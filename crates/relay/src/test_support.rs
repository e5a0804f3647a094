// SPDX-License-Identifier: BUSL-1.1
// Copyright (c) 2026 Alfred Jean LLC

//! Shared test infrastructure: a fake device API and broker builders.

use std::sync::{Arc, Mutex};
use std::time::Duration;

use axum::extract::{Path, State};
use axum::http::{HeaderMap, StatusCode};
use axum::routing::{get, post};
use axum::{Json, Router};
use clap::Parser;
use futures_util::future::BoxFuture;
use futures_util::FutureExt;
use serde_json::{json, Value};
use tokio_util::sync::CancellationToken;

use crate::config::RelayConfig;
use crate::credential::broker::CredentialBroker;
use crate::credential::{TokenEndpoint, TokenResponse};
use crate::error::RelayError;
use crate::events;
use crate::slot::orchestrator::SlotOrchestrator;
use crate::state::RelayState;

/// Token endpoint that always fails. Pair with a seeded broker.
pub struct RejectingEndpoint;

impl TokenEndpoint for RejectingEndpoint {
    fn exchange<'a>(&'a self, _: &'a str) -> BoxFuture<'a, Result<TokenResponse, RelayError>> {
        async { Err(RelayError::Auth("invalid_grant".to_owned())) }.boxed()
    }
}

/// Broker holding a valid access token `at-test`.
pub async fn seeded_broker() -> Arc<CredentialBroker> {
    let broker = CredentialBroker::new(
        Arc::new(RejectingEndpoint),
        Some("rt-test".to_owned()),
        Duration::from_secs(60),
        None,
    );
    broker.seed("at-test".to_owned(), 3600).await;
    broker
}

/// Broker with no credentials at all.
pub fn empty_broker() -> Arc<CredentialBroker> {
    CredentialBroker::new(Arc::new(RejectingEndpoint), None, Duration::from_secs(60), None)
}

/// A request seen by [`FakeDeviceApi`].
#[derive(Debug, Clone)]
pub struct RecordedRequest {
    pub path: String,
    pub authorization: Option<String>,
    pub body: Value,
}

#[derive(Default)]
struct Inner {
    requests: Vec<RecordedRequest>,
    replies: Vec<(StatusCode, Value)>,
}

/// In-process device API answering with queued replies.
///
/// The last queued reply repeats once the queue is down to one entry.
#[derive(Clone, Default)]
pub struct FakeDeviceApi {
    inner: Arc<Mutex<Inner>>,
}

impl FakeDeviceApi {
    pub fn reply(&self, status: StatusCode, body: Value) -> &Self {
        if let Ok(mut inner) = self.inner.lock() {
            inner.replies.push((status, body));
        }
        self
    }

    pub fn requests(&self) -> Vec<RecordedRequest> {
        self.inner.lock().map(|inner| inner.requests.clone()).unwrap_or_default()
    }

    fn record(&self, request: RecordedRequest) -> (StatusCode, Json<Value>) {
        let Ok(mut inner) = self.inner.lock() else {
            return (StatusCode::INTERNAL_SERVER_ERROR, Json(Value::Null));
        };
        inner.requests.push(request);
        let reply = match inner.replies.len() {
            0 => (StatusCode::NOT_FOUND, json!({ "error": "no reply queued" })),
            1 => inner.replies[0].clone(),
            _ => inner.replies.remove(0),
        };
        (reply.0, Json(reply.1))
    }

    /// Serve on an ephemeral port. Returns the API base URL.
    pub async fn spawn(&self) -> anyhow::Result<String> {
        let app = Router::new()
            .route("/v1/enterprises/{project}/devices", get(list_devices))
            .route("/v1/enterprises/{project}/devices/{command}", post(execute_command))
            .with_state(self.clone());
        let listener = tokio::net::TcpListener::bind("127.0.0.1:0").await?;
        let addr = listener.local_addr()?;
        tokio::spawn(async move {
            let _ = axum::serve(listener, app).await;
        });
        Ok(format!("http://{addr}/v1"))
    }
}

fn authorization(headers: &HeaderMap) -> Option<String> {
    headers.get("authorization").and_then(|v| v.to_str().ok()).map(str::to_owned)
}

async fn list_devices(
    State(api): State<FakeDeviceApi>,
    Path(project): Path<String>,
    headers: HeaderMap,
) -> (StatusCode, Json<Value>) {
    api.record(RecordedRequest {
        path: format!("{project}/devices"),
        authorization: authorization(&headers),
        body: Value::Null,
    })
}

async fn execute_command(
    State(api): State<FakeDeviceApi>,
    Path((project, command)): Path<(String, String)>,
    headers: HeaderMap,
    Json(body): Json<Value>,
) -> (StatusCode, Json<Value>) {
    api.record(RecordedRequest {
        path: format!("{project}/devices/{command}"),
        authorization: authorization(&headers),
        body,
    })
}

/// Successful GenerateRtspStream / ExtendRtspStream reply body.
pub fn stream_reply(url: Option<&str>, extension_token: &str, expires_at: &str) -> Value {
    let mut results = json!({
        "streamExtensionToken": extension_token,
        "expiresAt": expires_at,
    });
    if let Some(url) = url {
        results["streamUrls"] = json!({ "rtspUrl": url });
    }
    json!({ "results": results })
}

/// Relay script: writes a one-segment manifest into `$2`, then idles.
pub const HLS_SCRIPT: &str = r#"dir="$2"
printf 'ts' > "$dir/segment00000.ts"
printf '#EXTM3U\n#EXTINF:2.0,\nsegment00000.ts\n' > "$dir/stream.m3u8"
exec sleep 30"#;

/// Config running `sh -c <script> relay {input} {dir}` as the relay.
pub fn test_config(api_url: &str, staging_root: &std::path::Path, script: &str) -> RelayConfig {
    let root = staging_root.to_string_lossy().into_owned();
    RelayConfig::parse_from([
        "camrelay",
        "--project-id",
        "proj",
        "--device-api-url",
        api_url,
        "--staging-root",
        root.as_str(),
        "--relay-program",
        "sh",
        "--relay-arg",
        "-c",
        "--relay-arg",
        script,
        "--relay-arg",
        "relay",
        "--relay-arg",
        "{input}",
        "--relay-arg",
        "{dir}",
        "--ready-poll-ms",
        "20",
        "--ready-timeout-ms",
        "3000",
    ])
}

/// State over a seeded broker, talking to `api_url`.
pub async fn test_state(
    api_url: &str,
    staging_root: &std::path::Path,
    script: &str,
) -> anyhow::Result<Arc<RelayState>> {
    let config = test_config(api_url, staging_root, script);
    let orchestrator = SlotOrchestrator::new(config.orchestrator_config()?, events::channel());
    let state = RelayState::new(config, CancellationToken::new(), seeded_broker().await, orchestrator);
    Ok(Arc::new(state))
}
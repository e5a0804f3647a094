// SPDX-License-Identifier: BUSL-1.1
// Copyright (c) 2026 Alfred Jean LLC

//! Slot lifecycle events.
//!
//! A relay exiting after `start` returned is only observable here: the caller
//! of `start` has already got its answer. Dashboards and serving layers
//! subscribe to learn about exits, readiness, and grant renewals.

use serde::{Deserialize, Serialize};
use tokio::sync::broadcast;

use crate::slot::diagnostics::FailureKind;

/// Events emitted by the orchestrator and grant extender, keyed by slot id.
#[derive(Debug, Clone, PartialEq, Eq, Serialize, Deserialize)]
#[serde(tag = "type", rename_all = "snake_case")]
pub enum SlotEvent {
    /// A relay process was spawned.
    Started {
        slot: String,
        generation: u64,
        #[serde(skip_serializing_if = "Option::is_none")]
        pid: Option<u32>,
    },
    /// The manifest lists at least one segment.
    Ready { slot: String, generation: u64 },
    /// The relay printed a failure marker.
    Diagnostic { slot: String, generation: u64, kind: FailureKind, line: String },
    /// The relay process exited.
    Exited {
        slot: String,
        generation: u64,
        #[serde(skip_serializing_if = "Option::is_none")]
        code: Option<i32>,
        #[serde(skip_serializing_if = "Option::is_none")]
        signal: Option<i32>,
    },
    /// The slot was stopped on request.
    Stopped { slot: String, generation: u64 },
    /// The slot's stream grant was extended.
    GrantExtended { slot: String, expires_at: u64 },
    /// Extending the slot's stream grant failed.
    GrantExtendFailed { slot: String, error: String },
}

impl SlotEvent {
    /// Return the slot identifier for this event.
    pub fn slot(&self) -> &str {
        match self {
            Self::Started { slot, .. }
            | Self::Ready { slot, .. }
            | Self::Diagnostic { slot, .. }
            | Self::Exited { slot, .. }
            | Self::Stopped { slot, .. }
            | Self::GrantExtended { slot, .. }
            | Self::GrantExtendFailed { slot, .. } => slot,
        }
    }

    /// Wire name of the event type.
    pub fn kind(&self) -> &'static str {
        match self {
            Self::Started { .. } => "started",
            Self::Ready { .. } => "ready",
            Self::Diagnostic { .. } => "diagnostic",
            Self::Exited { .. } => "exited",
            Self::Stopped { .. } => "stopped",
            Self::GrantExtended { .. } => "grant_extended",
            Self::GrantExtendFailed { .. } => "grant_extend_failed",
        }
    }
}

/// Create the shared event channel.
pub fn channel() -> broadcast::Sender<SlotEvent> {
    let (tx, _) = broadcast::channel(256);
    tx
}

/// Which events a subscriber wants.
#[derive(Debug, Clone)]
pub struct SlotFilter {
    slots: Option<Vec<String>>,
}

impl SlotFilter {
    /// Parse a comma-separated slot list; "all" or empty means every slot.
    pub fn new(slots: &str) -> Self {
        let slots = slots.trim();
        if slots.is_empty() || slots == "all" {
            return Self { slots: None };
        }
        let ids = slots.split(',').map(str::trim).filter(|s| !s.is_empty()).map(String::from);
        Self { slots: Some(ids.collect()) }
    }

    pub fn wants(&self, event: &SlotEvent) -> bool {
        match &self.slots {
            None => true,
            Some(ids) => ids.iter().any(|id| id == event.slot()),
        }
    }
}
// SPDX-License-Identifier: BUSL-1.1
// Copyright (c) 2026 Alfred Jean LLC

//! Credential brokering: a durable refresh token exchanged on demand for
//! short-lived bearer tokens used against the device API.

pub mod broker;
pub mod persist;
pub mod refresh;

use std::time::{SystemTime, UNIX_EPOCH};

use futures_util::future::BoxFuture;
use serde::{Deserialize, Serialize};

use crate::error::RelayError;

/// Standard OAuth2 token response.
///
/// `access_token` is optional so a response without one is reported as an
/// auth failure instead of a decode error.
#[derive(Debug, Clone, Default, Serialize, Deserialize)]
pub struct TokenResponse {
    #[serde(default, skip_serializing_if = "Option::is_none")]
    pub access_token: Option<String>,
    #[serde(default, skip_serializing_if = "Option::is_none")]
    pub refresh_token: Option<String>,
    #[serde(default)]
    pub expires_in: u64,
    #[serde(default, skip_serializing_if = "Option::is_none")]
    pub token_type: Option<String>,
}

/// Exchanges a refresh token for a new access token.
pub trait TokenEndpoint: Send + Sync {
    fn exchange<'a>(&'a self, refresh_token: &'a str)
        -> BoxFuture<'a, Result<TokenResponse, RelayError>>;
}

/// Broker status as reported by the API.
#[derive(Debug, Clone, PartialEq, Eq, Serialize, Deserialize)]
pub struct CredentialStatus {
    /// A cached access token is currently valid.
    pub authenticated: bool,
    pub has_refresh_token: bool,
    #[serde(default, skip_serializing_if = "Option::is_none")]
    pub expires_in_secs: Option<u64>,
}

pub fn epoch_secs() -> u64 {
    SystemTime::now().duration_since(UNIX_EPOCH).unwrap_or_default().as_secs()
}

= = = = = = =

§ **What you need to do**:
Return the material exactly as it stands above, but only from its first line to the line containing "fn exchange<'a>(&'a self, _: &'a", both ends included.

§ **Worked solution**:
filename crates/relay/src/test_support.rs
repository e5a0804f3647a094
// SPDX-License-Identifier: BUSL-1.1
// Copyright (c) 2026 Alfred Jean LLC

//! Shared test infrastructure: a fake device API and broker builders.

use std::sync::{Arc, Mutex};
use std::time::Duration;

use axum::extract::{Path, State};
use axum::http::{HeaderMap, StatusCode};
use axum::routing::{get, post};
use axum::{Json, Router};
use clap::Parser;
use futures_util::future::BoxFuture;
use futures_util::FutureExt;
use serde_json::{json, Value};
use tokio_util::sync::CancellationToken;

use crate::config::RelayConfig;
use crate::credential::broker::CredentialBroker;
use crate::credential::{TokenEndpoint, TokenResponse};
use crate::error::RelayError;
use crate::events;
use crate::slot::orchestrator::SlotOrchestrator;
use crate::state::RelayState;

/// Token endpoint that always fails. Pair with a seeded broker.
pub struct RejectingEndpoint;

impl TokenEndpoint for RejectingEndpoint {
    fn exchange<'a>(&'a self, _: &'a str) -> BoxFuture<'a, Result<TokenResponse, RelayError>> {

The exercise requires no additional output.